● WHAT TO DO: For the data below, work out how many lines include the string "every" and report only the number.

● Stored items:
[Start of section]
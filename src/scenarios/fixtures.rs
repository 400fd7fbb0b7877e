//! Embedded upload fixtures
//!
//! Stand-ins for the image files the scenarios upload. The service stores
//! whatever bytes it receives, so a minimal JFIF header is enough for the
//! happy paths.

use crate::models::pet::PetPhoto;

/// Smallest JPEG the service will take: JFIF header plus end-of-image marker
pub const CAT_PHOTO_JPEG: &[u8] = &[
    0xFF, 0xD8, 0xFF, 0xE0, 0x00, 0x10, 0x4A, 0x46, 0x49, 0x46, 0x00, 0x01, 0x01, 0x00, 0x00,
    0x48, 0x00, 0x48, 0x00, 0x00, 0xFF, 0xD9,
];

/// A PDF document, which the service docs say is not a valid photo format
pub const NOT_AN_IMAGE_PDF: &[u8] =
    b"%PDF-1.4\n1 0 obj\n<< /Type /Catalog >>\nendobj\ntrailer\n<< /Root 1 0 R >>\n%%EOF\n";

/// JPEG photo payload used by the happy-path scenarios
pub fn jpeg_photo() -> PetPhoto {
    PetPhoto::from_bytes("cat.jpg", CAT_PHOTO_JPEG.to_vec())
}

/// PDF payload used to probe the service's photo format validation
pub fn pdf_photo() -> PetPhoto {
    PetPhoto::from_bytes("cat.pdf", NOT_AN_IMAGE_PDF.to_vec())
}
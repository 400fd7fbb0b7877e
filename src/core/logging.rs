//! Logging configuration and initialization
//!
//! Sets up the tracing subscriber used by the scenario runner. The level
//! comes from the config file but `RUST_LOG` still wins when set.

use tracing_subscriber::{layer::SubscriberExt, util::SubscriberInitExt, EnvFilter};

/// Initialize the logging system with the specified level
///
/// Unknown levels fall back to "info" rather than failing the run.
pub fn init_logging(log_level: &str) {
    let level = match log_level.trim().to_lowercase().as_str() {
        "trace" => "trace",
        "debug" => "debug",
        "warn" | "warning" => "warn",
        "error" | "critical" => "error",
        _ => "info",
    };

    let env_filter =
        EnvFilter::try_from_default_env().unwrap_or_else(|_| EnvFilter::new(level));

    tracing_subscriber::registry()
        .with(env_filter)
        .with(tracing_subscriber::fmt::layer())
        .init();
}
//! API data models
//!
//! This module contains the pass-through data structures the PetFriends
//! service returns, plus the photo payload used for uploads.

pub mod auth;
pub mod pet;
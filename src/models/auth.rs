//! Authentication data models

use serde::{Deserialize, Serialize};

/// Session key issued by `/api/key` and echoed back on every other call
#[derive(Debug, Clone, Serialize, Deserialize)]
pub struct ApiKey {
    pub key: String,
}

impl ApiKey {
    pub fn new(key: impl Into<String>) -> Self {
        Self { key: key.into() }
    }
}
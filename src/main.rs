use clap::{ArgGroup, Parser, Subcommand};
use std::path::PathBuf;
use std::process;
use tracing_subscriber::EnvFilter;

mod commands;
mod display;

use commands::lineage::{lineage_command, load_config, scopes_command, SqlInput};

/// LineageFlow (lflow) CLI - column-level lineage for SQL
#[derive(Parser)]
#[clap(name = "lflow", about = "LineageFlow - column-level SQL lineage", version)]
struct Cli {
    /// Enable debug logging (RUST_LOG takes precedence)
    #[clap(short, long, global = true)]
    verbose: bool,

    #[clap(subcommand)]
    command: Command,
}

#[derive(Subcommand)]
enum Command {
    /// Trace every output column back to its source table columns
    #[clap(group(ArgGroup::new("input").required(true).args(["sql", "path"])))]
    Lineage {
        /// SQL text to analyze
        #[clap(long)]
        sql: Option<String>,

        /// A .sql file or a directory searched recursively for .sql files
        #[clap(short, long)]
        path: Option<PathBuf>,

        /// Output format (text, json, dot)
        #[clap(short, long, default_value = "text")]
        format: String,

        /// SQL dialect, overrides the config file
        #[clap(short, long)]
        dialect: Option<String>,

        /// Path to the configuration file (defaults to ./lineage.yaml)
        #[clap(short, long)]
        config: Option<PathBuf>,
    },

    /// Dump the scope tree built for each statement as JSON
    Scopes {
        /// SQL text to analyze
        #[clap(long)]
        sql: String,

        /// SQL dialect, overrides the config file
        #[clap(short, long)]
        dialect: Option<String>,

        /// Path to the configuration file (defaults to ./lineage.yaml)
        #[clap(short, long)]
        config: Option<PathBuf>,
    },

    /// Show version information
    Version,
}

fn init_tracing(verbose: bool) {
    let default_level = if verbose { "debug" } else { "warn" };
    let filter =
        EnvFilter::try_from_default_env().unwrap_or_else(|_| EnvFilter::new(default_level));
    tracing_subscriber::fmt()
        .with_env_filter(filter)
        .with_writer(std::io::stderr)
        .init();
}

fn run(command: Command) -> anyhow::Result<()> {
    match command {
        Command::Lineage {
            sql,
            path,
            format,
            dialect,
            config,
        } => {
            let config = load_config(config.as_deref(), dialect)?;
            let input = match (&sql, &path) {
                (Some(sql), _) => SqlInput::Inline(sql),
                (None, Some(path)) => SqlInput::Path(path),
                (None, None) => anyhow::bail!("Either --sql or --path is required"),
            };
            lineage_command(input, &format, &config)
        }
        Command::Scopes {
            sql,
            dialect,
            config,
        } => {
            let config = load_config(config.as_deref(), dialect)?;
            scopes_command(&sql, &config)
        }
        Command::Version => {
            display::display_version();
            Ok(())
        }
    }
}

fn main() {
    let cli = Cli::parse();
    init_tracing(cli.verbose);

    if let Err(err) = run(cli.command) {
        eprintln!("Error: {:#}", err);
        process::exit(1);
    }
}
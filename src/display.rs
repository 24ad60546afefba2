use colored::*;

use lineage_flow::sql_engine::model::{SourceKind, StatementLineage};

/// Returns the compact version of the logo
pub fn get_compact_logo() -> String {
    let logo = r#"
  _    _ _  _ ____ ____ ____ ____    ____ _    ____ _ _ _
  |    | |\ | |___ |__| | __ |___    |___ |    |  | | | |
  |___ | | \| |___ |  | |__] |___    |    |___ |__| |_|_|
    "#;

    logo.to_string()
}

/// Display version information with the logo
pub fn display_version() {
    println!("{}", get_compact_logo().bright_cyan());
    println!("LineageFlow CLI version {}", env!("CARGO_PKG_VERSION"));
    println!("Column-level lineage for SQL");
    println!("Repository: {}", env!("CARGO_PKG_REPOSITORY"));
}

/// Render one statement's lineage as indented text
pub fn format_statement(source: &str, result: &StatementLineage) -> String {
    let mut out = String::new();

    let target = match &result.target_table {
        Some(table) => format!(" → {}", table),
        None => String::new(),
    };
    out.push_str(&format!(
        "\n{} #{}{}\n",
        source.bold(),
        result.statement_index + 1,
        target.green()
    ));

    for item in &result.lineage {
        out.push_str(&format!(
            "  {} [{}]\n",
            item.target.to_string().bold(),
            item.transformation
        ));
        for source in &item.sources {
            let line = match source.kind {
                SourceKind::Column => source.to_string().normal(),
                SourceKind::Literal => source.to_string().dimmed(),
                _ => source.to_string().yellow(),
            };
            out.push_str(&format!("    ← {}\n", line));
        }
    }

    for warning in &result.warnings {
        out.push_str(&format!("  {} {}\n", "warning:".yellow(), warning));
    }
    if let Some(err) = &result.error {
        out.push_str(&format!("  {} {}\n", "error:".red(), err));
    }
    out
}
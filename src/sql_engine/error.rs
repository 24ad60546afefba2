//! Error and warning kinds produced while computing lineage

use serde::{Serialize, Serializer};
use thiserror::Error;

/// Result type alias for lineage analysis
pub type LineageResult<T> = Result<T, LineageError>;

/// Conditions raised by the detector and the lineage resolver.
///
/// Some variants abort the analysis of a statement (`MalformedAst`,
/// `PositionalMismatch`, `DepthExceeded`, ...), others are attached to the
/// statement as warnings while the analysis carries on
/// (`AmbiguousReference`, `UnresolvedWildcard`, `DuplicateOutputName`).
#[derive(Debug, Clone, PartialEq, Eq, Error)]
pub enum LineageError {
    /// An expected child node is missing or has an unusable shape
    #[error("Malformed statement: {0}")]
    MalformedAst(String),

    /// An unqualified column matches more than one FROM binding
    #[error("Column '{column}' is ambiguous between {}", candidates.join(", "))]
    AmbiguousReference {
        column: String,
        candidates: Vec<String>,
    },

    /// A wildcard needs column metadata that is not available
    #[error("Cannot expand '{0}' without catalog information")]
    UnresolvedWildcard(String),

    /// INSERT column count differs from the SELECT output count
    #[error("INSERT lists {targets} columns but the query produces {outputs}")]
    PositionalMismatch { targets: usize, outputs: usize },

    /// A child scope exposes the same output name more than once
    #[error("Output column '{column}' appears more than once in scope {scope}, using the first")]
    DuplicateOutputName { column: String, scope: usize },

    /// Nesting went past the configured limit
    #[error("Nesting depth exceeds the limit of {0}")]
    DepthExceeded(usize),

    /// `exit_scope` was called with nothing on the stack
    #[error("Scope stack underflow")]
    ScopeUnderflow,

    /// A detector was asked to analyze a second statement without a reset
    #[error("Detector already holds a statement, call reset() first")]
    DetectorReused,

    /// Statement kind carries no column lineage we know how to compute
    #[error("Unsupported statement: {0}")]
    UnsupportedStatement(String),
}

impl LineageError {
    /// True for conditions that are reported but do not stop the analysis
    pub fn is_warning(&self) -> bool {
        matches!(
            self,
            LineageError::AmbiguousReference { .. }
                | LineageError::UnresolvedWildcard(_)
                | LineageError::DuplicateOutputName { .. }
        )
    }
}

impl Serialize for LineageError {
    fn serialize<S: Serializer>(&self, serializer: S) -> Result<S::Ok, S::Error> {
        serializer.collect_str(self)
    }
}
[End of section]
● SOLUTION: 2